Segment Start: Material for the task

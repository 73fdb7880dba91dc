use chrono::{DateTime, Local};
use parking_lot::Mutex;
use serde::{Deserialize, Serialize};
use std::fmt;
use std::sync::atomic::{AtomicU64, Ordering};
use std::time::{Duration, Instant};

/// Lifecycle state of a connection.
#[derive(Debug, Clone, Copy, PartialEq, Eq, Hash, Default, Serialize, Deserialize)]
#[serde(rename_all = "snake_case")]
pub enum ConnectionState {
    #[default]
    Disconnected,
    Connecting,
    Connected,
    Disconnecting,
    /// Transient: surfaced to listeners, then resolves to `Disconnected`.
    Error,
}

impl ConnectionState {
    pub fn is_connected(self) -> bool {
        self == Self::Connected
    }

    /// Connecting or Connected.
    pub fn is_active(self) -> bool {
        matches!(self, Self::Connecting | Self::Connected)
    }
}

impl fmt::Display for ConnectionState {
    fn fmt(&self, f: &mut fmt::Formatter<'_>) -> fmt::Result {
        let label = match self {
            Self::Disconnected => "disconnected",
            Self::Connecting => "connecting",
            Self::Connected => "connected",
            Self::Disconnecting => "disconnecting",
            Self::Error => "error",
        };
        f.write_str(label)
    }
}

/// Point-in-time copy of the traffic counters.
#[derive(Debug, Clone, PartialEq, Eq, Default, Serialize, Deserialize)]
pub struct CounterSnapshot {
    pub rx_count: u64,
    pub tx_count: u64,
    pub error_count: u64,
    pub bytes_rx: u64,
    pub bytes_tx: u64,
    /// Elapsed time since the Connected transition, zero when idle.
    #[serde(with = "duration_ms")]
    pub connection_time: Duration,
    pub connected_at: Option<DateTime<Local>>,
}

mod duration_ms {
    use serde::{Deserialize, Deserializer, Serializer};
    use std::time::Duration;

    pub fn serialize<S: Serializer>(d: &Duration, s: S) -> Result<S::Ok, S::Error> {
        s.serialize_u64(d.as_millis() as u64)
    }

    pub fn deserialize<'de, D: Deserializer<'de>>(d: D) -> Result<Duration, D::Error> {
        u64::deserialize(d).map(Duration::from_millis)
    }
}

/// Counters written by the I/O thread and read by the control thread.
///
/// Each counter is an independent atomic; `reset` clears them all while the
/// start marker is locked, so `snapshot` never mixes two sessions.
#[derive(Debug, Default)]
pub struct TrafficCounters {
    rx_count: AtomicU64,
    tx_count: AtomicU64,
    error_count: AtomicU64,
    bytes_rx: AtomicU64,
    bytes_tx: AtomicU64,
    started: Mutex<Option<(Instant, DateTime<Local>)>>,
}

impl TrafficCounters {
    pub fn new() -> Self {
        Self::default()
    }

    pub fn record_rx(&self, bytes: usize) {
        self.rx_count.fetch_add(1, Ordering::Relaxed);
        self.bytes_rx.fetch_add(bytes as u64, Ordering::Relaxed);
    }

    pub fn record_tx(&self, bytes: usize) {
        self.tx_count.fetch_add(1, Ordering::Relaxed);
        self.bytes_tx.fetch_add(bytes as u64, Ordering::Relaxed);
    }

    pub fn record_error(&self) {
        self.error_count.fetch_add(1, Ordering::Relaxed);
    }

    /// Start the connection clock; the counters keep their values.
    pub fn start_clock(&self) {
        *self.started.lock() = Some((Instant::now(), Local::now()));
    }

    /// Zero everything and stop the clock.
    pub fn reset(&self) {
        let mut started = self.started.lock();
        self.zero();
        *started = None;
    }

    fn zero(&self) {
        self.rx_count.store(0, Ordering::Relaxed);
        self.tx_count.store(0, Ordering::Relaxed);
        self.error_count.store(0, Ordering::Relaxed);
        self.bytes_rx.store(0, Ordering::Relaxed);
        self.bytes_tx.store(0, Ordering::Relaxed);
    }

    pub fn rx_count(&self) -> u64 {
        self.rx_count.load(Ordering::Relaxed)
    }

    pub fn tx_count(&self) -> u64 {
        self.tx_count.load(Ordering::Relaxed)
    }

    pub fn error_count(&self) -> u64 {
        self.error_count.load(Ordering::Relaxed)
    }

    /// Sampled on demand; zero while no session is running.
    pub fn connection_time(&self) -> Duration {
        self.started
            .lock()
            .map(|(instant, _)| instant.elapsed())
            .unwrap_or_default()
    }

    pub fn snapshot(&self) -> CounterSnapshot {
        let started = self.started.lock();
        CounterSnapshot {
            rx_count: self.rx_count.load(Ordering::Relaxed),
            tx_count: self.tx_count.load(Ordering::Relaxed),
            error_count: self.error_count.load(Ordering::Relaxed),
            bytes_rx: self.bytes_rx.load(Ordering::Relaxed),
            bytes_tx: self.bytes_tx.load(Ordering::Relaxed),
            connection_time: started
                .map(|(instant, _)| instant.elapsed())
                .unwrap_or_default(),
            connected_at: started.map(|(_, at)| at),
        }
    }
}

Segment End: Material for the task

- [Instructions to follow] Each line containing the word "Debug" needs to be copied from the data above.

- [Solved exercise]
#[derive(Debug, Clone, Copy, PartialEq, Eq, Hash, Default, Serialize, Deserialize)]
#[derive(Debug, Clone, PartialEq, Eq, Default, Serialize, Deserialize)]
#[derive(Debug, Default)]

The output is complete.